Looking at this issue shortly

@davidmrdavid
Copy link
Collaborator

davidmrdavid commented Feb 13, 2023

@GP4cK:

Ah, you've stumbled upon a bit of a low level detail in the implementation. Let me try to clarify what's going on and how to achieve the result you want.

When you schedule tasks with Task.all, all those task get scheduled and are guaranteed to produce a result. However, the semantics of Task.all only need a single failing task in order to error out. Therefore, as soon as single task results in an exception (and that exception becomes available to your orchestrator), your orchestrator will stop waiting for the other results and move on to the next line of your code.

That's pretty much what's happening here. Your orchestrator is no longer waiting for other results. It should be noted that this is the intended behavior. Put simply Task.all only waits for all results if all tasks succeed. However, those tasks are running in the background and will produce a result, so obtaining them is possible, but it requires a few extra steps.

Given today's API, to obtain the result of your ActivitySuccess task, you would need to explicitly yield it after the Task.all operation produces its exception. That tells the framework that you want to "materialize" the result of that task, and therefore the framework will do the work of fetching its result, if available, from the orchestrator History. If it's available, it will provide. If it's not available yet, the orchestrator will suspend until the task provides an output.
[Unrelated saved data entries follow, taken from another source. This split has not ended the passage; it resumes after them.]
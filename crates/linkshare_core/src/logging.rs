//! Process logging bootstrap and safety policy.
//!
//! # Responsibility
//! - Initialize the `log` backend exactly once per process, writing either
//!   to rolling files or to stderr.
//! - Emit stable, metadata-only diagnostic events.
//!
//! # Invariants
//! - Logging init is idempotent for the same level and target.
//! - Logging initialization must not panic.
//! - Re-initialization with a different level or target is rejected.
//! - Submitted topic/url text is never written to logs.

use flexi_logger::{Cleanup, Criterion, FileSpec, Logger, LoggerHandle, Naming, WriteMode};
use log::{error, info, LevelFilter};
use once_cell::sync::OnceCell;
use std::fmt::{Display, Formatter};
use std::path::{Path, PathBuf};

const LOG_FILE_BASENAME: &str = "linkshare";
const MAX_LOG_FILE_SIZE_BYTES: u64 = 10 * 1024 * 1024;
const MAX_LOG_FILES: usize = 5;
const MAX_PANIC_PAYLOAD_CHARS: usize = 160;

static LOGGING_STATE: OnceCell<LoggingState> = OnceCell::new();
static PANIC_HOOK_INSTALLED: OnceCell<()> = OnceCell::new();

/// Destination of log output.
#[derive(Debug, Clone, PartialEq, Eq)]
enum LogTarget {
    /// Unbuffered stderr, for foreground and container runs.
    Stderr,
    /// Size-rotated files under an absolute directory.
    Directory(PathBuf),
}

impl Display for LogTarget {
    fn fmt(&self, f: &mut Formatter<'_>) -> std::fmt::Result {
        match self {
            Self::Stderr => write!(f, "stderr"),
            Self::Directory(dir) => write!(f, "{}", dir.display()),
        }
    }
}

struct LoggingState {
    level: LevelFilter,
    target: LogTarget,
    _logger: LoggerHandle,
}

/// Initializes process logging with a level and optional log directory.
///
/// `log_dir = None` logs to stderr.
///
/// # Invariants
/// - Calling this function repeatedly with the same arguments is idempotent.
/// - Calling it with a different level or target is rejected.
/// - Initialization never panics.
///
/// # Errors
/// - Returns an error when `level` is unsupported.
/// - Returns an error when `log_dir` is empty, non-absolute, or cannot be created.
/// - Returns an error when logger backend setup fails.
pub fn init_logging(level: &str, log_dir: Option<&str>) -> Result<(), String> {
    let level = parse_level(level)?;
    let target = match log_dir {
        Some(dir) => LogTarget::Directory(normalize_log_dir(dir)?),
        None => LogTarget::Stderr,
    };

    if let Some(state) = LOGGING_STATE.get() {
        return check_same_config(state, level, &target);
    }

    let init_target = target.clone();
    let state = LOGGING_STATE.get_or_try_init(|| -> Result<LoggingState, String> {
        let logger = start_logger(level, &init_target)?;

        install_panic_hook_once();

        info!(
            "event=app_start module=core status=ok platform={} build_mode={} version={}",
            std::env::consts::OS,
            build_mode(),
            env!("CARGO_PKG_VERSION")
        );
        info!(
            "event=logging_init module=core status=ok level={} target={}",
            level, init_target
        );

        Ok(LoggingState {
            level,
            target: init_target,
            _logger: logger,
        })
    })?;

    check_same_config(state, level, &target)
}

/// Returns the default log level for current build mode.
///
/// - `debug` builds -> `debug`
/// - `release` builds -> `info`
pub fn default_log_level() -> &'static str {
    if cfg!(debug_assertions) {
        "debug"
    } else {
        "info"
    }
}

fn start_logger(level: LevelFilter, target: &LogTarget) -> Result<LoggerHandle, String> {
    let spec = level.as_str().to_ascii_lowercase();
    let logger = Logger::try_with_str(&spec)
        .map_err(|err| format!("invalid log level `{spec}`: {err}"))?;

    let logger = match target {
        LogTarget::Stderr => logger
            .log_to_stderr()
            .format_for_stderr(flexi_logger::detailed_format),
        LogTarget::Directory(dir) => {
            std::fs::create_dir_all(dir).map_err(|err| {
                format!("failed to create log directory `{}`: {err}", dir.display())
            })?;
            logger
                .log_to_file(
                    FileSpec::default()
                        .directory(dir.as_path())
                        .basename(LOG_FILE_BASENAME),
                )
                .rotate(
                    Criterion::Size(MAX_LOG_FILE_SIZE_BYTES),
                    Naming::Numbers,
                    Cleanup::KeepLogFiles(MAX_LOG_FILES),
                )
                .write_mode(WriteMode::BufferAndFlush)
                .append()
                // Format: [YYYY-MM-DD HH:MM:SS.ffffff TZ] LEVEL [module] file:line: message
                .format_for_files(flexi_logger::detailed_format)
        }
    };

    logger
        .start()
        .map_err(|err| format!("failed to start logger: {err}"))
}

fn check_same_config(
    state: &LoggingState,
    level: LevelFilter,
    target: &LogTarget,
) -> Result<(), String> {
    if state.target != *target {
        return Err(format!(
            "logging already initialized at `{}`; refusing to switch to `{}`",
            state.target, target
        ));
    }
    if state.level != level {
        return Err(format!(
            "logging already initialized with level `{}`; refusing to switch to `{}`",
            state.level, level
        ));
    }
    Ok(())
}

fn parse_level(level: &str) -> Result<LevelFilter, String> {
    let trimmed = level.trim();
    match trimmed.parse::<LevelFilter>() {
        Ok(LevelFilter::Off) | Err(_) => Err(format!(
            "unsupported log level `{trimmed}`; expected trace|debug|info|warn|error"
        )),
        Ok(filter) => Ok(filter),
    }
}

fn normalize_log_dir(log_dir: &str) -> Result<PathBuf, String> {
    let trimmed = log_dir.trim();
    if trimmed.is_empty() {
        return Err("log_dir cannot be empty".to_string());
    }
    let path = Path::new(trimmed);
    if !path.is_absolute() {
        return Err(format!("log_dir must be an absolute path, got `{trimmed}`"));
    }
    Ok(path.to_path_buf())
}

fn build_mode() -> &'static str {
    if cfg!(debug_assertions) {
        "debug"
    } else {
        "release"
    }
}

fn install_panic_hook_once() {
    if PANIC_HOOK_INSTALLED.get().is_some() {
        return;
    }

    let previous_hook = std::panic::take_hook();
    std::panic::set_hook(Box::new(move |panic_info| {
        // Panic payloads may echo request input; cap and flatten before logging.
        let location = panic_info
            .location()
            .map(|loc| format!("{}:{}", loc.file(), loc.line()))
            .unwrap_or_else(|| "unknown".to_string());
        let payload = panic_payload_summary(panic_info);
        error!(
            "event=panic_captured module=core status=error location={} payload={}",
            location, payload
        );
        previous_hook(panic_info);
    }));

    let _ = PANIC_HOOK_INSTALLED.set(());
}

fn panic_payload_summary(info: &std::panic::PanicHookInfo<'_>) -> String {
    let payload = if let Some(message) = info.payload().downcast_ref::<&str>() {
        (*message).to_string()
    } else if let Some(message) = info.payload().downcast_ref::<String>() {
        message.clone()
    } else {
        "non-string panic payload".to_string()
    };

    sanitize_message(&payload, MAX_PANIC_PAYLOAD_CHARS)
}

fn sanitize_message(value: &str, max_chars: usize) -> String {
    let normalized = value.replace(['\n', '\r'], " ");
    let mut truncated = normalized.chars().take(max_chars).collect::<String>();
    if normalized.chars().count() > max_chars {
        truncated.push_str("...");
    }
    truncated
}
//! Core use-case services.
//!
//! # Responsibility
//! - Orchestrate validation and store calls into use-case level APIs.
//! - Keep the HTTP layer decoupled from storage details.
//!
//! # Invariants
//! - Services hold no per-request state; every call stands alone.

pub mod listing_service;
pub mod submission_service;
//! LinkShare server entry point.

use anyhow::Context;
use clap::Parser;
use linkshare_core::{connect, init_logging};
use linkshare_server::{serve, AppState, CliArgs, ServerConfig};

#[tokio::main]
async fn main() -> anyhow::Result<()> {
    let args = CliArgs::parse();

    init_logging(args.log_level(), args.log_dir.as_deref())
        .map_err(anyhow::Error::msg)
        .context("failed to initialize logging")?;

    let target = args
        .storage_target()
        .context("invalid database url")?;
    let store = connect(&target).context("failed to open record store")?;

    serve(&ServerConfig::from(&args), AppState::new(store)).await
}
To summarize: you can use Task.all to schedule, in parallel, many tasks. However, if any of them fail, Task.all will short-circuit waiting for all results and produce an exception. After they've been scheduled, yu can force a task's result by yield'ing it explicitly. Since you have a collection of tasks whose results you want to obtain, then you could just iterate over them (assuming you have them saved in a list) via a .map operation or something equivalent.

Please let me know if that clarifies your question. Thanks!

FYI - @hossam-nasr. This is an interesting case. Perhaps something we can facilitate in future releases.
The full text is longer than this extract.